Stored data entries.
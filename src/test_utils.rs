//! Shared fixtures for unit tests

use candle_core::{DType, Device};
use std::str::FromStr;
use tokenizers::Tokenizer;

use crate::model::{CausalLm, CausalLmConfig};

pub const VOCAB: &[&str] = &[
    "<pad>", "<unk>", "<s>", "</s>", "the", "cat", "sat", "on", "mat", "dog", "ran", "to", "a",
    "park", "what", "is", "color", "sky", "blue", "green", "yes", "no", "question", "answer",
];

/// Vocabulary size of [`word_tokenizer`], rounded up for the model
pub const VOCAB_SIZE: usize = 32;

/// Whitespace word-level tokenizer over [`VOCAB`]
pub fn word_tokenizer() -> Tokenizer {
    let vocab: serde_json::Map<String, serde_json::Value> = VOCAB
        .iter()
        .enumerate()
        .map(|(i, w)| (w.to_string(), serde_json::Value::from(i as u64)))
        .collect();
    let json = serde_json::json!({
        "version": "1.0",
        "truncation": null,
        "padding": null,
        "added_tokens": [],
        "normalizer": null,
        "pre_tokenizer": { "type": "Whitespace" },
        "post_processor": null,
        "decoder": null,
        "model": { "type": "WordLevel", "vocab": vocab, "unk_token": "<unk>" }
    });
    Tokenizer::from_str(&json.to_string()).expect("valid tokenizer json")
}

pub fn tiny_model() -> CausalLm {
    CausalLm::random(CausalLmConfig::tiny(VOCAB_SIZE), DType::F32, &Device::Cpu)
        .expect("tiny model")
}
==
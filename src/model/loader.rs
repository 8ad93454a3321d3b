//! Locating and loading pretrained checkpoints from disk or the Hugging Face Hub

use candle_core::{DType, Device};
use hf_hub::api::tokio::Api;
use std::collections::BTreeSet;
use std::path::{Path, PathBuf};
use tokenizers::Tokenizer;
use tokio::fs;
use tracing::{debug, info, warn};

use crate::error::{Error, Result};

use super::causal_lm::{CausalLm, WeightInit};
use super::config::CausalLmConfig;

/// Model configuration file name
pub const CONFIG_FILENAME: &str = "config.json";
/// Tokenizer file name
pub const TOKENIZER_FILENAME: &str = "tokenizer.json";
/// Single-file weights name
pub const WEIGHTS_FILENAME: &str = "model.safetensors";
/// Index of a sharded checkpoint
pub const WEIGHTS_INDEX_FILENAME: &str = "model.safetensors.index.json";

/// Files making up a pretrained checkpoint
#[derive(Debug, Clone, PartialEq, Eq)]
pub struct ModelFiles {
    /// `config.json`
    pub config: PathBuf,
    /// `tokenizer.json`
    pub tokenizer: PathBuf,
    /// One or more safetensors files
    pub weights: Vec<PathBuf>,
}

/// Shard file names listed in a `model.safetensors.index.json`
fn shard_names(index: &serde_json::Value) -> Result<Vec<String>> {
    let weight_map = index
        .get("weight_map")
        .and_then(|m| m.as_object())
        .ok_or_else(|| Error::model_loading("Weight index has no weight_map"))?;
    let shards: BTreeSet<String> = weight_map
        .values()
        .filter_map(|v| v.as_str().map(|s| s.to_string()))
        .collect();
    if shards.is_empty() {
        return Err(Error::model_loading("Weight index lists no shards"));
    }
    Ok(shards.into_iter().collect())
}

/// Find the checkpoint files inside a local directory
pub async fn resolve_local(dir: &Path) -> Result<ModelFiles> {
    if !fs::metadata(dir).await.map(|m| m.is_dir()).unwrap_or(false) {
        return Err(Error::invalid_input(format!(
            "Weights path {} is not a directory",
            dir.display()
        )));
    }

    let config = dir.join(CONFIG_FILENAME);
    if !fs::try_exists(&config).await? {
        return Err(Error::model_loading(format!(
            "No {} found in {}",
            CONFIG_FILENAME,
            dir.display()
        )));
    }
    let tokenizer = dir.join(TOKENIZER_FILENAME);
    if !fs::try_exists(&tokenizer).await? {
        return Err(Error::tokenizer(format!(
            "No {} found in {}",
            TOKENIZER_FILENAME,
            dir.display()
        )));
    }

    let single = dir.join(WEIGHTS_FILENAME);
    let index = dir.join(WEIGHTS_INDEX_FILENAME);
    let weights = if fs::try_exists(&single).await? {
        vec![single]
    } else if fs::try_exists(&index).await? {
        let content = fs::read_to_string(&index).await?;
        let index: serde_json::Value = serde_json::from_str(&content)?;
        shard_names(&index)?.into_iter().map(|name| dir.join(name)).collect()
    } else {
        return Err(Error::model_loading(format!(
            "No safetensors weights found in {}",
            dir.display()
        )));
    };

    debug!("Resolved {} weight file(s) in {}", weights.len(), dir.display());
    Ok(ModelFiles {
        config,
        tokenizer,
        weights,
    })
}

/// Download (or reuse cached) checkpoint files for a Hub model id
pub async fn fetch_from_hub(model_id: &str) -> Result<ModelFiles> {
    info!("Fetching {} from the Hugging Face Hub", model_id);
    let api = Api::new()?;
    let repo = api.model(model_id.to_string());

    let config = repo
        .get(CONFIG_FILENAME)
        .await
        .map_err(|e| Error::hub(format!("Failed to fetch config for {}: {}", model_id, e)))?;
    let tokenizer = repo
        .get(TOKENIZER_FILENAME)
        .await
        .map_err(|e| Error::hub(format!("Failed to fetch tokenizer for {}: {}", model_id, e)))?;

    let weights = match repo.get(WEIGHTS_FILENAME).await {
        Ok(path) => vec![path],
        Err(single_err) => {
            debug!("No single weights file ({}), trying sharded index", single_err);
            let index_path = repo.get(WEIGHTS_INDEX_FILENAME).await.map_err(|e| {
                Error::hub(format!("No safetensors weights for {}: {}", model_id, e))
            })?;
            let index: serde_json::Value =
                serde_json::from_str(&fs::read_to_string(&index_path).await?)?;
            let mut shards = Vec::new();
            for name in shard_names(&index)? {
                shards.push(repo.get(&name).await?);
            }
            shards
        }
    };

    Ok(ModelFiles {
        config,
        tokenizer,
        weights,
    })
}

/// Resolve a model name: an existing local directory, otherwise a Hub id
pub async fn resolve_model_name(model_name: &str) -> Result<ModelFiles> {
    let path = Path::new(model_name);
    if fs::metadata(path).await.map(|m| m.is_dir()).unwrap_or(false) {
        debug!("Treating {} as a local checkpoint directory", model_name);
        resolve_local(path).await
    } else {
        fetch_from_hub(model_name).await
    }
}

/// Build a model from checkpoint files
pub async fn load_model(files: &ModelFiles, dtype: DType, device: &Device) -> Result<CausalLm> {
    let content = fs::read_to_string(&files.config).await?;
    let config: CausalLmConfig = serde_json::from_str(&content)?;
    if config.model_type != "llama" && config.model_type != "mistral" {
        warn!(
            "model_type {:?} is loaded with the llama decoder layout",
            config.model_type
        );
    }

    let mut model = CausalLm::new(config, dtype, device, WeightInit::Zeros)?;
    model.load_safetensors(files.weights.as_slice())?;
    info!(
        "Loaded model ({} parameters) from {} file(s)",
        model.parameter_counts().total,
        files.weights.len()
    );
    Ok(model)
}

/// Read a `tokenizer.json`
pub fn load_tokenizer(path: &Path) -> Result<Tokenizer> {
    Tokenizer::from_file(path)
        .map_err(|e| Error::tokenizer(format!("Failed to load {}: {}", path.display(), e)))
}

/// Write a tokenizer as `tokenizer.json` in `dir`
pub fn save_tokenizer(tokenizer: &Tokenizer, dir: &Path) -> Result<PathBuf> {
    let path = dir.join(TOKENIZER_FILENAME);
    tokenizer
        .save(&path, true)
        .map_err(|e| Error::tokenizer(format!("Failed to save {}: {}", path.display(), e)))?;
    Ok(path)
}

Work instruction. Every line above that holds "async" should be copied out.

The answer.
pub async fn resolve_local(dir: &Path) -> Result<ModelFiles> {
pub async fn fetch_from_hub(model_id: &str) -> Result<ModelFiles> {
pub async fn resolve_model_name(model_name: &str) -> Result<ModelFiles> {
pub async fn load_model(files: &ModelFiles, dtype: DType, device: &Device) -> Result<CausalLm> {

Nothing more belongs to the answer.